Title: 

APD 990857

Significant Decision

Date: 

June 9, 1999

Issues: 

Disabilty/Existence-Duration

Table of Contents

APD 990857

This appeal is considered in accordance with the Texas Workers’ Compensation Act, TEX. LAB. CODE ANN. § 401.001 et seq. (1989 Act). On March 23, 1999, a contested case hearing (CCH) was held. At issue was whether the respondent (claimant) sustained a compensable injury in the form of an occupational disease, carpal tunnel syndrome (CTS), on ________, and whether she had disability as a result of that injury. There was no dispute over the claimant’s diagnosis, or that it necessitated surgery; rather, the appellant (carrier) argued that essentially all of the claimant’s medical evidence could not be considered as it did not live up to the “requirements” of Merrell Dow Pharmaceuticals, Inc. v. Havner, 953 S.W.2d 706 (Tex. 1997) (Havner or Havner case).

The hearing officer held that the claimant sustained compensable CTS in the course and scope of employment. She noted that the Havner case did not preclude a hearing officer from considering medical and testimonial evidence of the nature presented in this case, because expert evidence was not necessarily required to prove causation in workers’ compensation cases. She further found that the claimant had disability from her injury for the period from May 4, 1998, through the date of the CCH.

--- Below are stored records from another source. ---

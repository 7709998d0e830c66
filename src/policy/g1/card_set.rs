use crate::util::alloc::card_set_memory::{
    CardSetConfiguration, CardSetContainerType, CardSetMemoryManager, MemoryStats,
};
use crate::util::constants::{BITS_IN_BYTE, LOG_BYTES_IN_CARD};
use crate::util::options::Options;
use crate::util::Address;
use enum_map::enum_map;
use std::collections::BTreeMap;
use std::ops::Range;
use std::ptr::NonNull;
use std::sync::atomic::{AtomicUsize, Ordering};
use std::sync::Arc;

/// Cards held by an array container before it is turned into a bitmap.
const ARRAY_CAPACITY: usize = 15;

#[repr(C)]
struct CardArray {
    len: u32,
    cards: [u32; ARRAY_CAPACITY],
}

/// The cards of one source region.
enum Container {
    Array(NonNull<CardArray>),
    BitMap(NonNull<u64>),
}

/// The card index of an address.
pub fn card_of(addr: Address) -> usize {
    addr >> LOG_BYTES_IN_CARD as usize
}

/// A set of cards, grouped by the region they are in. Each region with at least one card
/// in the set has a container: a short array of card offsets that is replaced by a bitmap
/// when it overflows. Containers live in slots of the card set's own memory manager.
pub struct CardSet {
    config: Arc<CardSetConfiguration>,
    mm: CardSetMemoryManager,
    containers: spin::Mutex<BTreeMap<usize, Container>>,
    occupied: AtomicUsize,
    /// Source regions to visit in the current parallel scan, and the next one to claim.
    scan_regions: spin::RwLock<Vec<usize>>,
    scan_cursor: AtomicUsize,
}

unsafe impl Send for CardSet {}
unsafe impl Sync for CardSet {}

impl CardSet {
    /// The slot configuration of card sets in a heap with the given options.
    pub fn configuration(options: &Options) -> CardSetConfiguration {
        let cards_per_region = options.region_size >> LOG_BYTES_IN_CARD;
        let bitmap_bytes = (cards_per_region / BITS_IN_BYTE).max(std::mem::size_of::<u64>());
        CardSetConfiguration::new(
            options,
            enum_map! {
                CardSetContainerType::ArrayOfCards => std::mem::size_of::<CardArray>(),
                CardSetContainerType::BitMap => bitmap_bytes,
            },
        )
    }

    pub fn new(config: Arc<CardSetConfiguration>) -> Self {
        let mm = CardSetMemoryManager::new(&config);
        Self {
            config,
            mm,
            containers: spin::Mutex::new(BTreeMap::new()),
            occupied: AtomicUsize::new(0),
            scan_regions: spin::RwLock::new(vec![]),
            scan_cursor: AtomicUsize::new(0),
        }
    }

    fn bitmap_words(&self) -> usize {
        (self.config.cards_per_region() / 64).max(1)
    }

    fn split(&self, card: usize) -> (usize, u32) {
        let log = self.config.log_cards_per_region();
        (card >> log, (card & ((1 << log) - 1)) as u32)
    }

    fn new_array(&self) -> Container {
        let slot = self
            .mm
            .allocate(CardSetContainerType::ArrayOfCards)
            .cast::<CardArray>();
        unsafe {
            slot.as_ptr().write(CardArray {
                len: 0,
                cards: [0; ARRAY_CAPACITY],
            })
        };
        Container::Array(slot)
    }

    fn new_bitmap(&self) -> NonNull<u64> {
        let slot = self.mm.allocate(CardSetContainerType::BitMap).cast::<u64>();
        unsafe { std::ptr::write_bytes(slot.as_ptr(), 0, self.bitmap_words()) };
        slot
    }

    fn bitmap<'a>(&self, words: NonNull<u64>) -> &'a mut [u64] {
        unsafe { std::slice::from_raw_parts_mut(words.as_ptr(), self.bitmap_words()) }
    }

    unsafe fn free_container(&self, container: Container) {
        match container {
            Container::Array(a) => self
                .mm
                .free(CardSetContainerType::ArrayOfCards, a.cast::<u8>()),
            Container::BitMap(b) => self.mm.free(CardSetContainerType::BitMap, b.cast::<u8>()),
        }
    }

    /// Add `card` to `container`. Returns false if it was already there.
    fn add_to_container(&self, container: &mut Container, offset: u32) -> bool {
        match *container {
            Container::Array(array) => {
                let a = unsafe { &mut *array.as_ptr() };
                let len = a.len as usize;
                if a.cards[..len].contains(&offset) {
                    return false;
                }
                if len < ARRAY_CAPACITY {
                    a.cards[len] = offset;
                    a.len += 1;
                    return true;
                }
                let words = self.new_bitmap();
                let bits = self.bitmap(words);
                for &c in a.cards.iter() {
                    bits[c as usize / 64] |= 1 << (c % 64);
                }
                bits[offset as usize / 64] |= 1 << (offset % 64);
                trace!("Card set container overflow: array -> bitmap");
                let array = std::mem::replace(container, Container::BitMap(words));
                unsafe { self.free_container(array) };
                true
            }
            Container::BitMap(words) => {
                let bits = self.bitmap(words);
                let mask = 1u64 << (offset % 64);
                let word = &mut bits[offset as usize / 64];
                let added = *word & mask == 0;
                *word |= mask;
                added
            }
        }
    }

    fn container_contains(&self, container: &Container, offset: u32) -> bool {
        match *container {
            Container::Array(array) => {
                let a = unsafe { array.as_ref() };
                a.cards[..a.len as usize].contains(&offset)
            }
            Container::BitMap(words) => {
                self.bitmap(words)[offset as usize / 64] & (1 << (offset % 64)) != 0
            }
        }
    }

    fn container_iterate(&self, container: &Container, base: usize, f: &mut impl FnMut(usize)) {
        match *container {
            Container::Array(array) => {
                let a = unsafe { array.as_ref() };
                for &c in a.cards[..a.len as usize].iter() {
                    f(base + c as usize);
                }
            }
            Container::BitMap(words) => {
                for (i, &word) in self.bitmap(words).iter().enumerate() {
                    let mut w = word;
                    while w != 0 {
                        let bit = w.trailing_zeros() as usize;
                        f(base + i * 64 + bit);
                        w &= w - 1;
                    }
                }
            }
        }
    }

    /// Add a card. Returns true if the card was not in the set before.
    pub fn add_card(&self, card: usize) -> bool {
        let (region, offset) = self.split(card);
        let mut containers = self.containers.lock();
        let container = containers.entry(region).or_insert_with(|| self.new_array());
        let added = self.add_to_container(container, offset);
        if added {
            self.occupied.fetch_add(1, Ordering::Relaxed);
        }
        added
    }

    pub fn contains_card(&self, card: usize) -> bool {
        let (region, offset) = self.split(card);
        self.containers
            .lock()
            .get(&region)
            .map_or(false, |c| self.container_contains(c, offset))
    }

    /// The number of cards in the set.
    pub fn occupied(&self) -> usize {
        self.occupied.load(Ordering::Relaxed)
    }

    pub fn is_empty(&self) -> bool {
        self.occupied() == 0
    }

    /// The number of regions with cards in the set.
    pub fn num_containers(&self) -> usize {
        self.containers.lock().len()
    }

    /// Visit every card, region by region in ascending order.
    pub fn iterate_cards(&self, mut f: impl FnMut(usize)) {
        let log = self.config.log_cards_per_region();
        let containers = self.containers.lock();
        for (&region, container) in containers.iter() {
            self.container_iterate(container, region << log, &mut f);
        }
    }

    /// Drop every card and give the container memory back.
    pub fn clear(&self) {
        let mut containers = self.containers.lock();
        for (_, container) in std::mem::take(&mut *containers) {
            unsafe { self.free_container(container) };
        }
        self.occupied.store(0, Ordering::Relaxed);
        self.mm.flush();
    }

    /// Start a new parallel scan over the containers present now.
    pub fn reset_table_scanner(&self) {
        let regions: Vec<usize> = self.containers.lock().keys().copied().collect();
        *self.scan_regions.write() = regions;
        self.scan_cursor.store(0, Ordering::Relaxed);
    }

    /// Claim up to `step` containers of the current scan. Returns `None` once every container
    /// has been claimed.
    pub fn claim_containers(&self, step: usize) -> Option<Range<usize>> {
        let total = self.scan_regions.read().len();
        let start = self.scan_cursor.fetch_add(step, Ordering::Relaxed);
        if start >= total {
            None
        } else {
            Some(start..(start + step).min(total))
        }
    }

    /// Visit the cards of the containers claimed with `claim_containers`.
    pub fn iterate_cards_in(&self, claimed: Range<usize>, mut f: impl FnMut(usize)) {
        let log = self.config.log_cards_per_region();
        let regions = self.scan_regions.read();
        let containers = self.containers.lock();
        for &region in regions[claimed].iter() {
            if let Some(container) = containers.get(&region) {
                self.container_iterate(container, region << log, &mut f);
            }
        }
    }

    pub fn mem_size(&self) -> usize {
        std::mem::size_of::<Self>() + self.mm.mem_size()
    }

    pub fn wasted_mem_size(&self) -> usize {
        self.mm.wasted_mem_size()
    }

    pub fn memory_stats(&self) -> MemoryStats {
        self.mm.memory_stats()
    }
}

impl Drop for CardSet {
    fn drop(&mut self) {
        self.clear();
    }
}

The carrier has filed a brief in which it extensively attacks the proposition that CTS is occupationally related to the job that the claimant held at the time of her injury. The carrier urges that Havner stands for the proposition that an expert’s “bare opinion” will not suffice.

DECISION

Affirmed.

The claimant worked as a cashier for (employer), starting in August 1997. She said that the employer had a quota requiring 500 items to be scanned in an hour. The job description for her position states that items shall be scanned quickly and accurately. Meeting and exceeding the quota would be grounds for raises and promotion. The claimant said that around January 1998, she began having problems with pain and numbness in her hands, and concluded that the holiday rush had something to do with this, and that it would go away. The claimant, at that time, reported her problems and asked to be transferred to a “lighter” register. The claimant said she transferred back in April and again began having hand problems.

Of further note is that, beginning in January 1998, from 7:30 a.m. to 2:30 p.m., the claimant worked in a school cafeteria, a job that continued for six weeks until her doctor advised her to quit. She said that she worked at the employer after this shift and throughout the weekend, working at least 30 to 35 hours a week, which was considered full time.

To greatly summarize the evidence, there are opinions from various doctors in the record with whom she consulted, including Dr. L, a neurologist, that her CTS was secondary to her work as a cashier. The claimant said she was tested for both thyroid disorders and diabetes in 1998 and in January 1999, and that her testing was normal. The claimant had surgery on October 29, 1998, and had not returned to work at the time of the CCH. She said that some, but not all, of her problems were alleviated with surgery. She said that the reason she went through a battery of tests for other conditions in January 1999 was that she was not healing as expected.

Dr. F testified on behalf of the carrier. Dr. F described his medical education and his training as a hand specialist. When Dr. F was also asked questions about his interpretation of the Havner case, and whether the claimant’s medical opinions connecting her CTS to her work would bear up under his interpretation of that case objection was made, and Dr. F was also identified as “an attorney.” However, there was no counterpart development of his legal education or legal practice experience, nor was he tendered as a legal expert. Dr. F talked about various articles he had read that questioned the relationship of CTS to occupational causes, and identified other factors, such as diabetes, obesity, gender, and hypothyroidism, with which CTS was also associated. Dr. F said that, while he was persuaded that vibrating tools and twisting of the wrist at work on a repetitive basis could give rise to occupational CTS, he essentially disagreed that there were other causes, or that keyboard work was linked. He agreed that there was an opposing viewpoint in the medical literature which in fact supported the concept that CTS arose from various repetitive activities, but that he did not agree with this position. Dr. F identified some, but not all, of the articles the carrier put into evidence as reflective of the position he endorsed. Dr. F also opined that the amount of time that the claimant was off from work following her surgery was unreasonably long and could not be accounted for medically. Dr. F agreed he had no knowledge of her medical status after her November 3, 1998, examination by him; at that examination, she told him she felt better after her surgery.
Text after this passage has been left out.